● WORK REQUIRED: From the entries below, pull out each line where "written" appears.

Excerpts from a dataset
impl SimulatedProvider {
    /// Provider exposing the given devices.
    pub fn new(devices: Vec<SimulatedDevice>) -> Self {
        Self {
            state: Arc::new(Mutex::new(SimState {
                devices,
                next_handle: 1,
                ..SimState::default()
            })),
        }
    }

    /// Provider built from the `simulation.devices` section of a config.
    pub fn from_config(config: &crate::config::DaqConfig) -> Self {
        Self::new(
            config
                .simulation
                .devices
                .iter()
                .map(|d| SimulatedDevice::from_config(&config.device_prefix, d))
                .collect(),
        )
    }

    /// Number of simulated devices.
    pub fn device_count(&self) -> usize {
        self.state.lock().devices.len()
    }

    /// Add a device after construction (hot-plug).
    pub fn attach(&self, device: SimulatedDevice) {
        self.state.lock().devices.push(device);
    }

    /// Remove a device by name (unplug).
    pub fn detach(&self, name: &str) {
        self.state.lock().devices.retain(|d| d.name != name);
    }

    /// Make the next call of `op` fail with the given code and message.
    pub fn fail_on(&self, op: Operation, code: i32, message: impl Into<String>) {
        self.state
            .lock()
            .faults
            .insert(op, ProviderError::new(code, message));
    }

    /// Number of times `op` was called.
    pub fn calls(&self, op: Operation) -> usize {
        self.state.lock().calls.get(&op).copied().unwrap_or(0)
    }

    /// Number of tasks created and not yet cleared.
    pub fn live_tasks(&self) -> usize {
        self.state.lock().tasks.len()
    }

    /// Physical channel names of a task, in creation order.
    pub fn task_channels(&self, task: TaskHandle) -> Vec<String> {
        self.state
            .lock()
            .tasks
            .get(&task)
            .map(|t| t.channels.iter().map(|c| c.physical().to_string()).collect())
            .unwrap_or_default()
    }

    /// Sample clock configured on a task, if any.
    pub fn task_clock(&self, task: TaskHandle) -> Option<SampleClock> {
        self.state.lock().tasks.get(&task).and_then(|t| t.clock.clone())
    }

    /// Whether late-sample errors are reported as warnings on a task.
    pub fn late_errors_to_warnings(&self, task: TaskHandle) -> bool {
        self.state
            .lock()
            .tasks
            .get(&task)
            .is_some_and(|t| t.late_errors_to_warnings)
    }

    /// Whether a task is running.
    pub fn is_running(&self, task: TaskHandle) -> bool {
        self.state.lock().tasks.get(&task).is_some_and(|t| t.running)
    }

    /// Last value written to an analog output channel.
    pub fn analog_out_value(&self, physical: &str) -> Option<f64> {
        self.state.lock().analog_out.get(physical).copied()
    }

    /// Force the value read from an analog input channel.
    pub fn set_analog_in(&self, physical: impl Into<String>, value: f64) {
        self.state.lock().analog_in.insert(physical.into(), value);
    }

    /// Last word written to a digital output port.
    pub fn digital_out_value(&self, physical: &str) -> Option<u32> {
        self.state.lock().digital_out.get(physical).copied()
    }

    /// Rotate an encoder: add `angle` to what the counter reports.
    pub fn set_counter_angle(&self, physical: impl Into<String>, angle: f64) {
        self.state.lock().counter_angle.insert(physical.into(), angle);
    }

    /// Number of sample clock ticks waited for.
    pub fn ticks(&self) -> u64 {
        self.state.lock().ticks
    }

    /// Report subsequent samples as late.
    pub fn set_late(&self, late: bool) {
        self.state.lock().late = late;
    }
}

● PROBLEM SOLUTION:
    /// Last value written to an analog output channel.
    /// Last word written to a digital output port.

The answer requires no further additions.